Additionally, he encouraged Ghanaians to engage in a reflective and serious assessment of Ghana’s current state. Furthermore, he elucidated the historical background of Ghana’s economic challenges.
“Since 1992, when we create distortions in the economy, some of them fueled by-elections, commodity shocks, or a combination of internal and external shocks, we used two years of fiscal consolidation measures to recover. It got to a point we were using three years, then we got to four years. So within the election cycle, we were unable to recover from those shocks through fiscal consolidation largely then another election will come.”
Professor Godfred Bokpin
Moreover, he indicated that with COVID and the Russian-Ukraine and all of that, Ghana is at a stage where as a country its traditional method of correcting economic distortions which has been fiscal consolidation is no longer enough.
“So now fiscal adjustment is not enough. We are doing debt treatment. In the time past, we had done debt treatment solo with the external debts alone to complement fiscal adjustment. That is not enough anymore. Now we are doing domestic debt exchange.
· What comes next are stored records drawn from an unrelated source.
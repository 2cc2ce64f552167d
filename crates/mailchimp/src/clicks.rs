//! Click Analyzer.
//!
//! Fetches click details for each campaign in turn and tallies clicks on the
//! tracked ad URLs. One [`RetryBudget`] is shared by the whole run, so a
//! campaign that exhausts it leaves none for the campaigns after it.

use campaign_report_core::{
    AnalyzedRow, Campaign, CampaignId, ClickDetailsPage, ClickTally, RunTotals, TrackedUrls,
};
use tracing::{debug, instrument, warn};

use crate::client::Transport;
use crate::fetch::{ListRequest, OnFailure, RetryBudget, fetch_all};

/// Click-details endpoint for a campaign.
#[must_use]
pub fn click_details_path(campaign_id: &CampaignId) -> String {
    format!("/reports/{campaign_id}/click-details")
}

/// Result of analyzing a set of campaigns.
#[derive(Debug, Clone, Default, PartialEq)]
pub struct ClickAnalysis {
    /// One row per campaign with at least one matched click, in input order.
    pub rows: Vec<AnalyzedRow>,
    /// Opens and recipients over every analyzed campaign.
    pub totals: RunTotals,
}

/// Analyze every campaign's clicks against the tracked URLs.
///
/// Campaigns whose click fetch fails keep the clicks gathered before the
/// failure. Campaigns without matched clicks produce no row but still count
/// toward the totals.
#[instrument(skip_all, fields(campaigns = campaigns.len()))]
pub async fn analyze_clicks<T: Transport>(
    transport: &T,
    campaigns: &[Campaign],
    urls: &TrackedUrls,
    budget: &mut RetryBudget,
) -> ClickAnalysis {
    let mut analysis = ClickAnalysis::default();

    for campaign in campaigns {
        let tally = tally_campaign(transport, campaign, urls, budget).await;
        analysis.totals.add(campaign);

        match AnalyzedRow::from_tally(campaign, tally) {
            Some(row) => analysis.rows.push(row),
            None => debug!(campaign_id = %campaign.id, "No matched clicks, skipping row"),
        }
    }

    analysis
}

async fn tally_campaign<T: Transport>(
    transport: &T,
    campaign: &Campaign,
    urls: &TrackedUrls,
    budget: &mut RetryBudget,
) -> ClickTally {
    let request = ListRequest::new(click_details_path(&campaign.id));
    let fetched =
        fetch_all::<ClickDetailsPage, _>(transport, &request, budget, OnFailure::KeepPartial).await;

    if !fetched.is_complete() {
        warn!(
            campaign_id = %campaign.id,
            outcome = ?fetched.outcome,
            records = fetched.items.len(),
            "Click details incomplete, using partial counts"
        );
    }

    let mut tally = ClickTally::default();
    for click in &fetched.items {
        tally.record(urls, click);
    }

    debug!(
        campaign_id = %campaign.id,
        primary = tally.primary,
        secondary = tally.secondary,
        "Tallied clicks"
    );
    tally
}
Remember that is also imposing cost, disruptions, impairing the balance sheets of households and private sector.”
Professor Godfred Bokpin
According to him, all of these things together are ultimately going to affect the ability of economic drivers to respond to the government’s economic policy prescriptions.
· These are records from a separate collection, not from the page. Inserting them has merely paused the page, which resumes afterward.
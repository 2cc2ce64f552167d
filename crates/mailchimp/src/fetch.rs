//! Offset pagination with rate-limit backoff.
//!
//! A [`ListRequest`] names an endpoint and its fixed query parameters;
//! [`fetch_all`] walks it page by page with `offset`/`count` until the
//! provider has nothing more to give. A `429` suspends for the provider's
//! `Retry-After` (60 seconds if absent) and reissues the same page, drawing
//! from a [`RetryBudget`] the caller owns. Any other failure ends the fetch.

use std::time::Duration;

use campaign_report_core::ListPage;
use reqwest::StatusCode;
use tracing::{debug, warn};

use crate::client::Transport;

/// Maximum items requested per page.
pub const PAGE_SIZE: u64 = 1000;

/// Wait applied when a `429` carries no `Retry-After` header.
pub const DEFAULT_RETRY_AFTER_SECS: u64 = 60;

/// Default rate-limit retry budget.
pub const DEFAULT_MAX_RETRIES: u32 = 3;

/// A bounded number of rate-limit retries.
///
/// The budget is not reset between fetches that share it: once spent, every
/// later `429` ends its fetch immediately.
#[derive(Debug, Clone, Copy, PartialEq, Eq)]
pub struct RetryBudget {
    max_retries: u32,
    used: u32,
}

impl RetryBudget {
    #[must_use]
    pub const fn new(max_retries: u32) -> Self {
        Self {
            max_retries,
            used: 0,
        }
    }

    /// Take one retry from the budget. Returns `false` if none are left.
    pub const fn try_consume(&mut self) -> bool {
        if self.used >= self.max_retries {
            return false;
        }
        self.used += 1;
        true
    }

    /// Retries spent so far.
    #[must_use]
    pub const fn used(&self) -> u32 {
        self.used
    }

    #[must_use]
    pub const fn remaining(&self) -> u32 {
        self.max_retries.saturating_sub(self.used)
    }
}

impl Default for RetryBudget {
    fn default() -> Self {
        Self::new(DEFAULT_MAX_RETRIES)
    }
}

/// What a fetch returns when it cannot finish.
#[derive(Debug, Clone, Copy, PartialEq, Eq)]
pub enum OnFailure {
    /// Drop everything gathered so far.
    Discard,
    /// Return the items gathered before the failure.
    KeepPartial,
}

/// How a fetch ended.
#[derive(Debug, Clone, Copy, PartialEq, Eq)]
pub enum FetchOutcome {
    /// All pages were received.
    Complete,
    /// A `429` arrived with no retries left.
    RetriesExhausted,
    /// A non-retryable status, transport error or undecodable page.
    Failed,
}

/// Items returned by [`fetch_all`] and how the fetch ended.
#[derive(Debug, Clone, PartialEq, Eq)]
pub struct Fetched<T> {
    pub items: Vec<T>,
    pub outcome: FetchOutcome,
}

impl<T> Fetched<T> {
    fn stopped(items: Vec<T>, outcome: FetchOutcome, on_failure: OnFailure) -> Self {
        let items = match on_failure {
            OnFailure::Discard => Vec::new(),
            OnFailure::KeepPartial => items,
        };
        Self { items, outcome }
    }

    #[must_use]
    pub const fn is_complete(&self) -> bool {
        matches!(self.outcome, FetchOutcome::Complete)
    }
}

/// Endpoint and fixed query parameters of one logical list query.
#[derive(Debug, Clone, PartialEq, Eq)]
pub struct ListRequest {
    path: String,
    params: Vec<(&'static str, String)>,
}

impl ListRequest {
    #[must_use]
    pub fn new(path: impl Into<String>) -> Self {
        Self {
            path: path.into(),
            params: Vec::new(),
        }
    }

    /// Add a fixed query parameter sent with every page.
    #[must_use]
    pub fn param(mut self, key: &'static str, value: impl Into<String>) -> Self {
        self.params.push((key, value.into()));
        self
    }

    #[must_use]
    pub fn path(&self) -> &str {
        &self.path
    }

    fn page_query(&self, offset: u64) -> Vec<(&'static str, String)> {
        let mut query = self.params.clone();
        query.push(("offset", offset.to_string()));
        query.push(("count", PAGE_SIZE.to_string()));
        query
    }
}

/// Fetch every page of `request`, in provider order.
///
/// Stops when a page comes back empty or the accumulated count reaches the
/// page's `total_items`. Rate-limited pages are retried at the same offset
/// while `budget` lasts; when it runs out, or on any other failure, the
/// result follows `on_failure`.
pub async fn fetch_all<P, T>(
    transport: &T,
    request: &ListRequest,
    budget: &mut RetryBudget,
    on_failure: OnFailure,
) -> Fetched<P::Item>
where
    P: ListPage,
    T: Transport,
{
    let mut items: Vec<P::Item> = Vec::new();
    let mut offset: u64 = 0;

    loop {
        let query = request.page_query(offset);
        let reply = match transport.get(request.path(), &query).await {
            Ok(reply) => reply,
            Err(e) => {
                warn!(path = request.path(), offset, error = %e, "Request failed, stopping fetch");
                return Fetched::stopped(items, FetchOutcome::Failed, on_failure);
            }
        };

        match reply.status {
            StatusCode::OK => {
                let page: P = match serde_json::from_value(reply.body) {
                    Ok(page) => page,
                    Err(e) => {
                        warn!(path = request.path(), offset, error = %e, "Undecodable page, stopping fetch");
                        return Fetched::stopped(items, FetchOutcome::Failed, on_failure);
                    }
                };

                let total_items = page.total_items();
                let batch = page.into_items();
                let received = batch.len() as u64;
                items.extend(batch);

                debug!(
                    path = request.path(),
                    offset,
                    received,
                    accumulated = items.len(),
                    total_items,
                    "Fetched page"
                );

                if received == 0 || items.len() as u64 >= total_items {
                    return Fetched {
                        items,
                        outcome: FetchOutcome::Complete,
                    };
                }
                offset += received;
            }
            StatusCode::TOO_MANY_REQUESTS => {
                if !budget.try_consume() {
                    warn!(
                        path = request.path(),
                        offset,
                        retries_used = budget.used(),
                        "Rate limited with no retries left, stopping fetch"
                    );
                    return Fetched::stopped(items, FetchOutcome::RetriesExhausted, on_failure);
                }

                let wait = reply.retry_after.unwrap_or(DEFAULT_RETRY_AFTER_SECS);
                warn!(
                    path = request.path(),
                    offset,
                    wait_secs = wait,
                    retries_left = budget.remaining(),
                    "Rate limited, backing off"
                );
                tokio::time::sleep(Duration::from_secs(wait)).await;
            }
            status => {
                warn!(
                    path = request.path(),
                    offset,
                    status = status.as_u16(),
                    "Unexpected status, stopping fetch"
                );
                return Fetched::stopped(items, FetchOutcome::Failed, on_failure);
            }
        }
    }
}


#[cfg(test)]
#[allow(clippy::unwrap_used)]
mod tests {
    use super::testing::ScriptedTransport;
    use super::*;
    use crate::MailchimpError;
    use crate::client::ApiReply;
    use campaign_report_core::{Campaign, CampaignPage, ClickDetailsPage, ClickRecord};
    use serde_json::json;
    use tokio::time::Instant;

    fn campaign_page(ids: std::ops::Range<u64>, total_items: u64) -> ApiReply {
        let campaigns: Vec<_> = ids.map(|i| json!({ "id": format!("c{i}") })).collect();
        ApiReply::ok(json!({ "campaigns": campaigns, "total_items": total_items }))
    }

    fn click_page(urls: &[(&str, u64)], total_items: u64) -> ApiReply {
        let urls: Vec<_> = urls
            .iter()
            .map(|(url, clicks)| json!({ "url": url, "total_clicks": clicks }))
            .collect();
        ApiReply::ok(json!({ "urls_clicked": urls, "total_items": total_items }))
    }

    async fn fetch_campaigns(
        transport: &ScriptedTransport,
        budget: &mut RetryBudget,
        on_failure: OnFailure,
    ) -> Fetched<Campaign> {
        fetch_all::<CampaignPage, _>(transport, &ListRequest::new("/campaigns"), budget, on_failure)
            .await
    }

    #[tokio::test]
    async fn test_stops_at_total_items() {
        let transport = ScriptedTransport::new([
            campaign_page(0..1000, 3200),
            campaign_page(1000..2000, 3200),
            campaign_page(2000..3000, 3200),
            campaign_page(3000..3200, 3200),
        ]);
        let mut budget = RetryBudget::default();

        let fetched = fetch_campaigns(&transport, &mut budget, OnFailure::Discard).await;

        assert!(fetched.is_complete());
        assert_eq!(fetched.items.len(), 3200);
        assert_eq!(transport.requests().len(), 4);
        assert_eq!(fetched.items.last().unwrap().id.as_str(), "c3199");
    }

    #[tokio::test]
    async fn test_offsets_advance_by_items_received() {
        let transport = ScriptedTransport::new([
            campaign_page(0..1000, 2500),
            campaign_page(1000..1900, 2500),
            campaign_page(1900..2500, 2500),
        ]);
        let mut budget = RetryBudget::default();

        fetch_campaigns(&transport, &mut budget, OnFailure::Discard).await;

        let offsets: Vec<_> = (0..3)
            .filter_map(|i| transport.query_value(i, "offset"))
            .collect();
        assert_eq!(offsets, ["0", "1000", "1900"]);
        assert_eq!(transport.query_value(0, "count").as_deref(), Some("1000"));
    }

    #[tokio::test]
    async fn test_stops_on_empty_page() {
        let transport = ScriptedTransport::new([
            campaign_page(0..1000, 5000),
            campaign_page(0..0, 5000),
        ]);
        let mut budget = RetryBudget::default();

        let fetched = fetch_campaigns(&transport, &mut budget, OnFailure::Discard).await;

        assert!(fetched.is_complete());
        assert_eq!(fetched.items.len(), 1000);
        assert_eq!(transport.requests().len(), 2);
    }

    #[tokio::test]
    async fn test_fixed_params_sent_with_every_page() {
        let transport = ScriptedTransport::new([
            campaign_page(0..1000, 1500),
            campaign_page(1000..1500, 1500),
        ]);
        let request = ListRequest::new("/campaigns").param("since_send_time", "2024-03-01T00:00:00");
        let mut budget = RetryBudget::default();

        fetch_all::<CampaignPage, _>(&transport, &request, &mut budget, OnFailure::Discard).await;

        assert_eq!(
            transport.query_value(1, "since_send_time").as_deref(),
            Some("2024-03-01T00:00:00")
        );
    }

    #[tokio::test(start_paused = true)]
    async fn test_rate_limit_backoff_then_success() {
        let transport = ScriptedTransport::new([
            ApiReply::rate_limited(Some(5)),
            ApiReply::rate_limited(Some(5)),
            campaign_page(0..10, 10),
        ]);
        let mut budget = RetryBudget::new(3);
        let started = Instant::now();

        let fetched = fetch_campaigns(&transport, &mut budget, OnFailure::Discard).await;

        assert!(fetched.is_complete());
        assert_eq!(fetched.items.len(), 10);
        assert_eq!(transport.requests().len(), 3);
        assert_eq!(budget.used(), 2);
        assert_eq!(started.elapsed().as_secs(), 10);
        // The retried page keeps its offset
        assert_eq!(transport.query_value(2, "offset").as_deref(), Some("0"));
    }

    #[tokio::test(start_paused = true)]
    async fn test_missing_retry_after_waits_sixty_seconds() {
        let transport = ScriptedTransport::new([ApiReply::rate_limited(None), campaign_page(0..1, 1)]);
        let mut budget = RetryBudget::default();
        let started = Instant::now();

        fetch_campaigns(&transport, &mut budget, OnFailure::Discard).await;

        assert_eq!(started.elapsed().as_secs(), DEFAULT_RETRY_AFTER_SECS);
    }

    #[tokio::test(start_paused = true)]
    async fn test_exhausted_retries_discard_campaigns() {
        let transport = ScriptedTransport::new([
            campaign_page(0..1000, 2000),
            ApiReply::rate_limited(Some(1)),
            ApiReply::rate_limited(Some(1)),
            ApiReply::rate_limited(Some(1)),
            ApiReply::rate_limited(Some(1)),
        ]);
        let mut budget = RetryBudget::new(3);

        let fetched = fetch_campaigns(&transport, &mut budget, OnFailure::Discard).await;

        assert_eq!(fetched.outcome, FetchOutcome::RetriesExhausted);
        assert!(fetched.items.is_empty());
        assert_eq!(transport.requests().len(), 5);
        assert_eq!(budget.remaining(), 0);
    }

    #[tokio::test(start_paused = true)]
    async fn test_exhausted_retries_keep_partial_clicks() {
        let transport = ScriptedTransport::new([
            click_page(&[("https://ad.example/a", 4)], 2),
            ApiReply::rate_limited(Some(1)),
        ]);
        let mut budget = RetryBudget::new(0);

        let fetched: Fetched<ClickRecord> = fetch_all::<ClickDetailsPage, _>(
            &transport,
            &ListRequest::new("/reports/c1/click-details"),
            &mut budget,
            OnFailure::KeepPartial,
        )
        .await;

        assert_eq!(fetched.outcome, FetchOutcome::RetriesExhausted);
        assert_eq!(fetched.items.len(), 1);
    }

    #[tokio::test]
    async fn test_other_status_stops_immediately() {
        let transport = ScriptedTransport::new([
            campaign_page(0..1000, 3000),
            ApiReply::status(StatusCode::INTERNAL_SERVER_ERROR),
            campaign_page(1000..2000, 3000),
        ]);
        let mut budget = RetryBudget::default();

        let discarded = fetch_campaigns(&transport, &mut budget, OnFailure::Discard).await;
        assert_eq!(discarded.outcome, FetchOutcome::Failed);
        assert!(discarded.items.is_empty());
        assert_eq!(transport.requests().len(), 2);
        assert_eq!(budget.used(), 0);
    }

    #[tokio::test]
    async fn test_other_status_keeps_partial() {
        let transport = ScriptedTransport::new([
            campaign_page(0..1000, 3000),
            ApiReply::status(StatusCode::SERVICE_UNAVAILABLE),
        ]);
        let mut budget = RetryBudget::default();

        let kept = fetch_campaigns(&transport, &mut budget, OnFailure::KeepPartial).await;
        assert_eq!(kept.outcome, FetchOutcome::Failed);
        assert_eq!(kept.items.len(), 1000);
    }

    #[tokio::test]
    async fn test_transport_error_stops_fetch() {
        let transport = ScriptedTransport::new([campaign_page(0..1000, 2000)]);
        transport.push_error(MailchimpError::Parse("connection reset".to_string()));
        let mut budget = RetryBudget::default();

        let fetched = fetch_campaigns(&transport, &mut budget, OnFailure::KeepPartial).await;

        assert_eq!(fetched.outcome, FetchOutcome::Failed);
        assert_eq!(fetched.items.len(), 1000);
    }

    #[tokio::test]
    async fn test_undecodable_page_stops_fetch() {
        let transport = ScriptedTransport::new([ApiReply::ok(json!({ "campaigns": "nope" }))]);
        let mut budget = RetryBudget::default();

        let fetched = fetch_campaigns(&transport, &mut budget, OnFailure::Discard).await;

        assert_eq!(fetched.outcome, FetchOutcome::Failed);
        assert!(fetched.items.is_empty());
    }

    #[test]
    fn test_retry_budget() {
        let mut budget = RetryBudget::new(2);
        assert!(budget.try_consume());
        assert!(budget.try_consume());
        assert!(!budget.try_consume());
        assert_eq!(budget.used(), 2);
        assert_eq!(budget.remaining(), 0);
    }
}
“And that is where we find ourselves, unfortunately”, he emphasized.
Government Honesty On Domestic Policy Weaknesses
He again added that Ghana has aided the situation by local policy weakness, which has significantly exacerbated the economic disruptions. Hence, according to him, it will take a little while before the country bottoms out.
Professor Bokpin therefore encouraged the government to come clean.
“That is why a bit of honesty is needed here and it worries me. We keep telling Ghanaians that we have turned the corner but the data doesn’t suggest so. You just can’t bottom out within the shortest possible time because correcting a distortion and economic disruptions can be costly and again it can take a little while.”
Professor Godfred Bokpin
He also pleaded that Ghanaians be a little bit patient but to have that, he reiterated that the government needs to be honest, and truthful and also make sure that there is fair treatment when it comes to the adjustment cost.
In addition, the Professor stated that the Government “essentially didn’t do it’s part of the haircut.”
He concluded that the 2024 budget has been one of the uninspiring budgets he has seen from this government. According to him, the budget, probably, on a second breadth may be the president’s last budget. He thus expected him to throw-in everything like losing coaches do in the last few minutes of a football game.
“That is not what happened. It tells you that probably the government has given up”, he underscored.
Professor Bopkin noted that there was not much innovativeness in the budget.